* [Excerpted records]:
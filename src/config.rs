//! Data-driven game balance
//!
//! `GameConfig` is built once at startup and is always fully populated:
//! every section carries `#[serde(default)]`, so a partial JSON document only
//! overrides the fields it names. When no configuration can be loaded at all,
//! [`GameConfig::resolve`] substitutes the defaults and logs a warning.

use std::path::PathBuf;

use serde::{Deserialize, Serialize};

use crate::error::Result;

/// Supplies the game configuration at startup
pub trait ConfigProvider {
    fn load(&self) -> Result<GameConfig>;
}

/// Built-in balance, no external source
#[derive(Debug, Clone, Copy, Default)]
pub struct DefaultConfig;

impl ConfigProvider for DefaultConfig {
    fn load(&self) -> Result<GameConfig> {
        Ok(GameConfig::default())
    }
}

/// Configuration from an in-memory JSON document
#[derive(Debug, Clone)]
pub struct JsonConfig {
    source: String,
}

impl JsonConfig {
    pub fn new(source: impl Into<String>) -> Self {
        Self { source: source.into() }
    }
}

impl ConfigProvider for JsonConfig {
    fn load(&self) -> Result<GameConfig> {
        Ok(serde_json::from_str(&self.source)?)
    }
}

/// Configuration from a JSON file on disk
#[derive(Debug, Clone)]
pub struct FileConfig {
    path: PathBuf,
}

impl FileConfig {
    pub fn new(path: impl Into<PathBuf>) -> Self {
        Self { path: path.into() }
    }
}

impl ConfigProvider for FileConfig {
    fn load(&self) -> Result<GameConfig> {
        let text = std::fs::read_to_string(&self.path)?;
        JsonConfig::new(text).load()
    }
}

/// Per-level difficulty row
#[derive(Debug, Clone, Copy, PartialEq, Serialize, Deserialize)]
pub struct LevelConfig {
    /// Seconds between enemy spawn attempts
    pub enemy_spawn_interval: f32,
    /// Maximum enemies alive at once
    pub max_enemies: u32,
    pub enemy_speed: f32,
    pub enemy_health: i32,
    /// Seconds between enemy shots
    pub enemy_shoot_interval: f32,
    /// Seconds between power-up spawns
    pub power_up_frequency: f32,
    /// Kills needed to clear the level
    pub kill_target: u32,
}

impl LevelConfig {
    const fn row(
        enemy_spawn_interval: f32,
        max_enemies: u32,
        enemy_speed: f32,
        enemy_health: i32,
        enemy_shoot_interval: f32,
        power_up_frequency: f32,
        kill_target: u32,
    ) -> Self {
        Self {
            enemy_spawn_interval,
            max_enemies,
            enemy_speed,
            enemy_health,
            enemy_shoot_interval,
            power_up_frequency,
            kill_target,
        }
    }
}

fn default_levels() -> Vec<LevelConfig> {
    vec![
        LevelConfig::row(2.0, 3, 50.0, 25, 2.0, 10.0, 60),
        LevelConfig::row(1.8, 4, 60.0, 30, 1.8, 9.0, 78),
        LevelConfig::row(1.5, 5, 70.0, 35, 1.5, 8.0, 101),
        LevelConfig::row(1.3, 6, 80.0, 40, 1.3, 8.0, 131),
        LevelConfig::row(1.0, 7, 90.0, 45, 1.0, 7.0, 170),
        LevelConfig::row(0.8, 8, 100.0, 50, 0.8, 7.0, 221),
        LevelConfig::row(0.6, 10, 110.0, 55, 0.6, 6.0, 287),
        LevelConfig::row(0.5, 12, 120.0, 60, 0.5, 6.0, 373),
    ]
}

#[derive(Debug, Clone, Serialize, Deserialize)]
#[serde(default)]
pub struct MapConfig {
    pub width: f32,
    pub height: f32,
}

impl Default for MapConfig {
    fn default() -> Self {
        Self { width: 800.0, height: 600.0 }
    }
}

#[derive(Debug, Clone, Serialize, Deserialize)]
#[serde(default)]
pub struct BulletConfig {
    pub speed: f32,
    /// Speed while a bullet-speed boost is active
    pub accelerated_speed: f32,
    pub radius: f32,
    /// Seconds before a bullet expires
    pub life: f32,
    /// Damage of a direct hit on a tank or obstacle
    pub damage: i32,
    pub explosion_radius: f32,
    /// Ricochets a thunder bullet may perform
    pub max_bounces: u32,
    /// Whether player bullets damage the other player
    pub friendly_fire: bool,
}

impl Default for BulletConfig {
    fn default() -> Self {
        Self {
            speed: 300.0,
            accelerated_speed: 450.0,
            radius: 3.0,
            life: 3.0,
            damage: 25,
            explosion_radius: 80.0,
            max_bounces: 3,
            friendly_fire: false,
        }
    }
}

#[derive(Debug, Clone, Copy, PartialEq, Serialize, Deserialize)]
pub struct BoostEffect {
    pub multiplier: f32,
    pub duration: f32,
}

#[derive(Debug, Clone, Copy, PartialEq, Serialize, Deserialize)]
pub struct ExplosiveEffect {
    /// Damage at the epicentre, halved at the blast edge
    pub damage: i32,
    pub duration: f32,
    /// Kills a single blast may produce
    pub max_kills: usize,
}

#[derive(Debug, Clone, Copy, PartialEq, Serialize, Deserialize)]
pub struct SpreadShot {
    pub bullets: u32,
    /// Radians between neighbouring pellets
    pub spread: f32,
}

#[derive(Debug, Clone, Copy, PartialEq, Serialize, Deserialize)]
pub struct ThunderEffect {
    pub range: f32,
    pub damage: i32,
    pub max_targets: usize,
}

#[derive(Debug, Clone, Copy, PartialEq, Serialize, Deserialize)]
pub struct ChainEffect {
    pub directions: u32,
    pub speed: f32,
}

#[derive(Debug, Clone, Copy, PartialEq, Serialize, Deserialize)]
pub struct MissileRefill {
    pub amount: u32,
    pub max_capacity: u32,
}

/// Power-up spawning and the magnitude of each effect
#[derive(Debug, Clone, Serialize, Deserialize)]
#[serde(default)]
pub struct PowerUpConfig {
    pub max_active: usize,
    /// Seconds before an uncollected power-up disappears
    pub lifetime: f32,
    pub radius: f32,
    /// Keep-clear distance from obstacles at the spawn point
    pub spawn_margin: f32,
    pub heal_amount: i32,
    pub speed: BoostEffect,
    pub explosive: ExplosiveEffect,
    pub invincible_duration: f32,
    pub shotgun: SpreadShot,
    /// Seconds of shotgun fire; the mega shotgun never lapses
    pub shotgun_duration: f32,
    pub mega_shotgun: SpreadShot,
    pub thunder: ThunderEffect,
    pub eagle_shield_duration: f32,
    pub chain: ChainEffect,
    /// Seconds of accelerated bullets
    pub bullet_speed_duration: f32,
    pub stray_missiles: MissileRefill,
}

impl Default for PowerUpConfig {
    fn default() -> Self {
        Self {
            max_active: 3,
            lifetime: 30.0,
            radius: 15.0,
            spawn_margin: 20.0,
            heal_amount: 50,
            speed: BoostEffect { multiplier: 1.5, duration: 10.0 },
            explosive: ExplosiveEffect { damage: 80, duration: 15.0, max_kills: 3 },
            invincible_duration: 8.0,
            shotgun: SpreadShot { bullets: 3, spread: 0.3 },
            shotgun_duration: 20.0,
            mega_shotgun: SpreadShot { bullets: 7, spread: 0.4 },
            thunder: ThunderEffect { range: 120.0, damage: 35, max_targets: 3 },
            eagle_shield_duration: 15.0,
            chain: ChainEffect { directions: 4, speed: 250.0 },
            bullet_speed_duration: 20.0,
            stray_missiles: MissileRefill { amount: 5, max_capacity: 15 },
        }
    }
}

#[derive(Debug, Clone, Serialize, Deserialize)]
#[serde(default)]
pub struct EnemyConfig {
    pub detection_range: f32,
    /// Seconds a wandering enemy holds its heading
    pub direction_change_interval: f32,
    pub ammo: u32,
    pub spawn_attempts: u32,
    /// Used when the level row is missing
    pub fallback_speed: f32,
    pub fallback_health: i32,
    pub fallback_shoot_interval: f32,
}

impl Default for EnemyConfig {
    fn default() -> Self {
        Self {
            detection_range: 200.0,
            direction_change_interval: 3.0,
            ammo: 50,
            spawn_attempts: 50,
            fallback_speed: 50.0,
            fallback_health: 25,
            fallback_shoot_interval: 2.0,
        }
    }
}

#[derive(Debug, Clone, Serialize, Deserialize)]
#[serde(default)]
pub struct PlayerConfig {
    pub max_health: i32,
    pub speed: f32,
    pub start_lives: u32,
    pub max_lives: u32,
    /// Spawn protection in seconds
    pub invulnerability: f32,
    pub shoot_cooldown: f32,
    pub respawn_delay: f32,
    pub start_missiles: u32,
    pub missile_capacity: u32,
    pub missile_cooldown: f32,
}

impl Default for PlayerConfig {
    fn default() -> Self {
        Self {
            max_health: 100,
            speed: 100.0,
            start_lives: 3,
            max_lives: 9,
            invulnerability: 3.0,
            shoot_cooldown: 0.3,
            respawn_delay: 2.0,
            start_missiles: 10,
            missile_capacity: 10,
            missile_cooldown: 0.5,
        }
    }
}

#[derive(Debug, Clone, Serialize, Deserialize)]
#[serde(default)]
pub struct EagleConfig {
    pub max_health: i32,
    pub size: f32,
}

impl Default for EagleConfig {
    fn default() -> Self {
        Self { max_health: 3, size: 40.0 }
    }
}

#[derive(Debug, Clone, Serialize, Deserialize)]
#[serde(default)]
pub struct ObstacleConfig {
    pub destructible_health: i32,
}

impl Default for ObstacleConfig {
    fn default() -> Self {
        Self { destructible_health: 50 }
    }
}

#[derive(Debug, Clone, Serialize, Deserialize)]
#[serde(default)]
pub struct MissileConfig {
    pub speed: f32,
    /// Base turn rate in radians per second
    pub turn_rate: f32,
    pub damage: i32,
    pub radius: f32,
    pub life: f32,
    pub lock_radius: f32,
    /// Missiles are discarded this far outside the arena
    pub bounds_margin: f32,
    /// Fraction of the flight time used to lead a moving target
    pub lead_factor: f32,
    /// Below this distance the turn rate ramps up, doubling at zero range
    pub close_range: f32,
}

impl Default for MissileConfig {
    fn default() -> Self {
        Self {
            speed: 250.0,
            turn_rate: 5.0,
            damage: 40,
            radius: 5.0,
            life: 10.0,
            lock_radius: 400.0,
            bounds_margin: 50.0,
            lead_factor: 0.5,
            close_range: 200.0,
        }
    }
}

#[derive(Debug, Clone, Serialize, Deserialize)]
#[serde(default)]
pub struct ScoringConfig {
    pub per_kill: u64,
    pub per_explosion_kill: u64,
    pub per_thunder_kill: u64,
    /// Extra life every this many personal points
    pub life_reward_every: u64,
    /// Seconds; finishing faster earns a time bonus
    pub target_level_time: f32,
    pub time_bonus_per_second: f32,
    /// Kill target for levels beyond the table
    pub fallback_kill_target: u32,
}

impl Default for ScoringConfig {
    fn default() -> Self {
        Self {
            per_kill: 500,
            per_explosion_kill: 800,
            per_thunder_kill: 500,
            life_reward_every: 20_000,
            target_level_time: 180.0,
            time_bonus_per_second: 100.0,
            fallback_kill_target: 250,
        }
    }
}

/// Complete game balance
#[derive(Debug, Clone, Serialize, Deserialize)]
#[serde(default)]
pub struct GameConfig {
    pub map: MapConfig,
    pub bullet: BulletConfig,
    /// Difficulty table, index 0 is level 1
    pub levels: Vec<LevelConfig>,
    pub max_level: u32,
    pub power_ups: PowerUpConfig,
    pub enemy: EnemyConfig,
    pub player: PlayerConfig,
    pub eagle: EagleConfig,
    pub obstacle: ObstacleConfig,
    pub missile: MissileConfig,
    pub scoring: ScoringConfig,
}

impl Default for GameConfig {
    fn default() -> Self {
        Self {
            map: MapConfig::default(),
            bullet: BulletConfig::default(),
            levels: default_levels(),
            max_level: 8,
            power_ups: PowerUpConfig::default(),
            enemy: EnemyConfig::default(),
            player: PlayerConfig::default(),
            eagle: EagleConfig::default(),
            obstacle: ObstacleConfig::default(),
            missile: MissileConfig::default(),
            scoring: ScoringConfig::default(),
        }
    }
}

impl GameConfig {
    /// Load from a provider, falling back to the built-in balance on failure
    pub fn resolve(provider: &dyn ConfigProvider) -> Self {
        match provider.load() {
            Ok(config) => {
                log::info!("Loaded game configuration ({} levels)", config.levels.len());
                config
            }
            Err(err) => {
                log::warn!("Using default game configuration: {err}");
                Self::default()
            }
        }
    }

    /// Difficulty row for a 1-based level, derived from formulas when the table has no entry
    pub fn level(&self, level: u32) -> LevelConfig {
        let row = level
            .checked_sub(1)
            .and_then(|i| self.levels.get(i as usize));
        if let Some(row) = row {
            return *row;
        }

        let step = level.saturating_sub(1) as f32;
        LevelConfig {
            enemy_spawn_interval: (2.0 - step * 0.2).max(0.5),
            max_enemies: (3 + level.saturating_sub(1)).min(12),
            enemy_speed: self.enemy.fallback_speed,
            enemy_health: self.enemy.fallback_health,
            enemy_shoot_interval: self.enemy.fallback_shoot_interval,
            power_up_frequency: (10.0 - step).max(6.0),
            kill_target: self.scoring.fallback_kill_target,
        }
    }
}

#[cfg(test)]
mod tests {
    use super::*;

    #[test]
    fn test_level_table_lookup() {
        let config = GameConfig::default();
        assert_eq!(config.level(1).kill_target, 60);
        assert_eq!(config.level(8).max_enemies, 12);
        assert_eq!(config.level(5).enemy_health, 45);
    }

    #[test]
    fn test_level_fallback_formulas() {
        let config = GameConfig::default();
        let beyond = config.level(12);
        assert_eq!(beyond.kill_target, 250);
        assert_eq!(beyond.max_enemies, 12);
        assert!((beyond.enemy_spawn_interval - 0.5).abs() < 1e-6);
        assert!((beyond.power_up_frequency - 6.0).abs() < 1e-6);

        let empty = GameConfig { levels: Vec::new(), ..GameConfig::default() };
        let l2 = empty.level(2);
        assert_eq!(l2.max_enemies, 4);
        assert!((l2.enemy_spawn_interval - 1.8).abs() < 1e-6);
        assert!((l2.power_up_frequency - 9.0).abs() < 1e-6);
        assert_eq!(l2.enemy_health, 25);
    }

    #[test]
    fn test_level_zero_uses_fallback() {
        let config = GameConfig::default();
        assert_eq!(config.level(0).max_enemies, 3);
    }

    #[test]
    fn test_partial_json_overlays_defaults() {
        let config = GameConfig::resolve(&JsonConfig::new(
            r#"{ "bullet": { "friendly_fire": true }, "player": { "start_lives": 5 } }"#,
        ));
        assert!(config.bullet.friendly_fire);
        assert_eq!(config.player.start_lives, 5);
        // Untouched fields keep their defaults
        assert_eq!(config.bullet.damage, 25);
        assert_eq!(config.player.max_lives, 9);
        assert_eq!(config.levels.len(), 8);
    }

    #[test]
    fn test_invalid_json_falls_back() {
        let config = GameConfig::resolve(&JsonConfig::new("{ not json"));
        assert_eq!(config.max_level, 8);
        assert_eq!(config.scoring.per_kill, 500);
    }

    #[test]
    fn test_missing_file_falls_back() {
        let config = GameConfig::resolve(&FileConfig::new("/nonexistent/tank-defense.json"));
        assert_eq!(config.map.width, 800.0);
    }

    #[test]
    fn test_default_round_trips_through_json() {
        let json = serde_json::to_string(&GameConfig::default()).unwrap();
        let back: GameConfig = serde_json::from_str(&json).unwrap();
        assert_eq!(back.levels, default_levels());
        assert_eq!(back.power_ups.mega_shotgun.bullets, 7);
    }
}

* [What is needed]: Copy out every line in the listing where the word "MissileConfig" appears.

* [Output for this task]:
pub struct MissileConfig {
impl Default for MissileConfig {
    pub missile: MissileConfig,
            missile: MissileConfig::default(),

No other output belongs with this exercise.